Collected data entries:

★ ★ ★ ★ ★ ★ ★

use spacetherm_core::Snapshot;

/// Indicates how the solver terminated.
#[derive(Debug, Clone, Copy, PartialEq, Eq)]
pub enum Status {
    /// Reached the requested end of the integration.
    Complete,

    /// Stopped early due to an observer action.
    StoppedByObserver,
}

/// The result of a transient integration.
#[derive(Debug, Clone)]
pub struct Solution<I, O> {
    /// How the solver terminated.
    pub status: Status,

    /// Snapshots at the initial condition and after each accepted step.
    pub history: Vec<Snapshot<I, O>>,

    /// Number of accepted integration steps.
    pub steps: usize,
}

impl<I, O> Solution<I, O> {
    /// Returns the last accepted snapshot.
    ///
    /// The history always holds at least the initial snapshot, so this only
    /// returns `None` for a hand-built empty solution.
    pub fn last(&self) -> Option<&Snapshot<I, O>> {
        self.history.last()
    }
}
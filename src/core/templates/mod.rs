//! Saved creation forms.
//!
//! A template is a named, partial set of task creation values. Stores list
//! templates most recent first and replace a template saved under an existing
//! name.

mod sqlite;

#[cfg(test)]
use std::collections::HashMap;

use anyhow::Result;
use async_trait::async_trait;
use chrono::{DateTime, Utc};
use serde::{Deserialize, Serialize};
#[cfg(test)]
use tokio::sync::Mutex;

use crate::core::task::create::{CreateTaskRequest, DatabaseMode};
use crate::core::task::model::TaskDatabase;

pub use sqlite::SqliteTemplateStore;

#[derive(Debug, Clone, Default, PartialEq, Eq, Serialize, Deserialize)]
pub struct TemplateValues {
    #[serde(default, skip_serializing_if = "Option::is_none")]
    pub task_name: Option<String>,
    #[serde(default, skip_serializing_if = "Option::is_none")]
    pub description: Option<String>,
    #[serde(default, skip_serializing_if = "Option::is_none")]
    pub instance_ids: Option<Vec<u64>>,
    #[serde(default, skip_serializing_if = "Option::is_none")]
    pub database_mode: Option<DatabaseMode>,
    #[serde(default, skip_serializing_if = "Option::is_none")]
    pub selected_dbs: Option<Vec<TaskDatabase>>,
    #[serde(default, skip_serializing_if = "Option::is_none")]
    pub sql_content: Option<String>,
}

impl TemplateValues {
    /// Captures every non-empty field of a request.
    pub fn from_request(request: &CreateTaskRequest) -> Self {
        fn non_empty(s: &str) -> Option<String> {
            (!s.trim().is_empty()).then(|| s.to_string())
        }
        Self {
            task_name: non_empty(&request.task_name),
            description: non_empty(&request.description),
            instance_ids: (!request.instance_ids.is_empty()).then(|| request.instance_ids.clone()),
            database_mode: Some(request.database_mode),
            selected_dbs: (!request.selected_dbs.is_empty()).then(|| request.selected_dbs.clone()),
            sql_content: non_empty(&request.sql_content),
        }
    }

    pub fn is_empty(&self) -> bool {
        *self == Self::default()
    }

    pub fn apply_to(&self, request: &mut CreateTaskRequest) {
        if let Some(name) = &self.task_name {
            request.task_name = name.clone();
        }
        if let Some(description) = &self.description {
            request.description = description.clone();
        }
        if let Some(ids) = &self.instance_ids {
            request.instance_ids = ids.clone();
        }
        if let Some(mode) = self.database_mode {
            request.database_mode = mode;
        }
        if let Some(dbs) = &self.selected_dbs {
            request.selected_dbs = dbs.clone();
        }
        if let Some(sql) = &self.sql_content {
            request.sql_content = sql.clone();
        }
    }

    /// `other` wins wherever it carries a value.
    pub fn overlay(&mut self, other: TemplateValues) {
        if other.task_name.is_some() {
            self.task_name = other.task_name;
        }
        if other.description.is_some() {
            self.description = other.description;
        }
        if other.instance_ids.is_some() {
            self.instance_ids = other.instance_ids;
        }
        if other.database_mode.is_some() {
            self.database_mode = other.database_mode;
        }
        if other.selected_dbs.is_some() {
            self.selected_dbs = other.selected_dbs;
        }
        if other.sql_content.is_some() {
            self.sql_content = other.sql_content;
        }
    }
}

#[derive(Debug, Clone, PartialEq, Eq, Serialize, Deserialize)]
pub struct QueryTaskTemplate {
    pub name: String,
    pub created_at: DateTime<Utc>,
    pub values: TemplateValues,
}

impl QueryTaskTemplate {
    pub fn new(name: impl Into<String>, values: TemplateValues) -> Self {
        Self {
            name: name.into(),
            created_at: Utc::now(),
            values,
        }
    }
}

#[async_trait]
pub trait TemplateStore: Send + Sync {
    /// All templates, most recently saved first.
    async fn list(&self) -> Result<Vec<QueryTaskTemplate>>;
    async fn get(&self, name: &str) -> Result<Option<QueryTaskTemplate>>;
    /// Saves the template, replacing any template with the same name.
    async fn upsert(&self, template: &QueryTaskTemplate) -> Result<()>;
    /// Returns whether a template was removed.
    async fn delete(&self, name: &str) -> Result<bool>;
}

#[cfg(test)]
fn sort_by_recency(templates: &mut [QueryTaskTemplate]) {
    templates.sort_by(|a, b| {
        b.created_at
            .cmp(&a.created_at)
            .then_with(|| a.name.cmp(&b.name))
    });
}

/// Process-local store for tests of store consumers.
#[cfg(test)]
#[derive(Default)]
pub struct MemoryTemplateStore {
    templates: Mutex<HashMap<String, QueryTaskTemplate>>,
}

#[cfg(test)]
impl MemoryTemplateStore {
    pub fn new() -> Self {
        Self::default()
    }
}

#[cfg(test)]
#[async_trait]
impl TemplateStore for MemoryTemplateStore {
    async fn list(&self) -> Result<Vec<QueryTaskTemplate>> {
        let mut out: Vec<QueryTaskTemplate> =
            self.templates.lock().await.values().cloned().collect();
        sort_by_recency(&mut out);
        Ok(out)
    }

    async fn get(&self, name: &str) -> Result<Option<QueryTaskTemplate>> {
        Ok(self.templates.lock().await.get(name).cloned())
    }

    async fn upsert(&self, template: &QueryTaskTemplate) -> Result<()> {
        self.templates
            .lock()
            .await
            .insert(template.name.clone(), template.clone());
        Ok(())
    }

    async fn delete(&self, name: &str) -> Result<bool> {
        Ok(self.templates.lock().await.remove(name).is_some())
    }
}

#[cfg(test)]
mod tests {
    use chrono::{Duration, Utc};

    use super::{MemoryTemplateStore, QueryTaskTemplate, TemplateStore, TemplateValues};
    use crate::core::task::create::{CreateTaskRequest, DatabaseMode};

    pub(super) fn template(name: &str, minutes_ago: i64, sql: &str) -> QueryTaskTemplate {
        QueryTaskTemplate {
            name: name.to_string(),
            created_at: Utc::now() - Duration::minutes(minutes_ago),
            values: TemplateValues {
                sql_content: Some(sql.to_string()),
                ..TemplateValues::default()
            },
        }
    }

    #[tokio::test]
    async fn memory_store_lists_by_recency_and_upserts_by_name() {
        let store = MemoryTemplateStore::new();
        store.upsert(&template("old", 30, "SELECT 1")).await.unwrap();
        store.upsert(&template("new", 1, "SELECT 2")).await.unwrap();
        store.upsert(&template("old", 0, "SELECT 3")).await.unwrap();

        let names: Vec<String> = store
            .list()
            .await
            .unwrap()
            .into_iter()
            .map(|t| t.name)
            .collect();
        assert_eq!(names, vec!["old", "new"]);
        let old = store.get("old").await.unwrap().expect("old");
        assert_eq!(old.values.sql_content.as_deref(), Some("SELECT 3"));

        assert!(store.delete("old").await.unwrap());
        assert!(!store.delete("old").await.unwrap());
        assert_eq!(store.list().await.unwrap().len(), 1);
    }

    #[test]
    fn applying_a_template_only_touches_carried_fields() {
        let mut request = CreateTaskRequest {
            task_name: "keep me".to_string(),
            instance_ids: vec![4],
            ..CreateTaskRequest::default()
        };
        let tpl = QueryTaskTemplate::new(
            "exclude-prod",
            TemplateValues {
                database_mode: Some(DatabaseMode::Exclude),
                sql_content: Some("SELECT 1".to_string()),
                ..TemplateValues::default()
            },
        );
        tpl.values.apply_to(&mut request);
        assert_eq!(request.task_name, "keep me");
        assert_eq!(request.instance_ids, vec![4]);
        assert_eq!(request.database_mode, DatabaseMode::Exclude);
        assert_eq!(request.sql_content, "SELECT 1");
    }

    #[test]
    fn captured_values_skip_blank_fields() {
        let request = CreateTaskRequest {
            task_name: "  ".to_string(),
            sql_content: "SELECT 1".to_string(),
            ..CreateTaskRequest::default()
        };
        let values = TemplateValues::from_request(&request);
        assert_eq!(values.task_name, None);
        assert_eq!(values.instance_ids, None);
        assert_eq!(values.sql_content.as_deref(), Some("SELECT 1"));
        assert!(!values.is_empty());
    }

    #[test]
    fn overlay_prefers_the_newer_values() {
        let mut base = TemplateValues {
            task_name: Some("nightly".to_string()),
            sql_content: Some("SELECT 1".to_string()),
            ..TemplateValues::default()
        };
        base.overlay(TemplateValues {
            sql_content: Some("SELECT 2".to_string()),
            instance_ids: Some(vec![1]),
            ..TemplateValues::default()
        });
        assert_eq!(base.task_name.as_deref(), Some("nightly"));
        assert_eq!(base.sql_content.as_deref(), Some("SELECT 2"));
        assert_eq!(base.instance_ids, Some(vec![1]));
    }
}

★ ★ ★ ★ ★ ★ ★

Activity: Where a line of the records contains the word "names", copy that line.

Answer to this task:
        let names: Vec<String> = store
        assert_eq!(names, vec!["old", "new"]);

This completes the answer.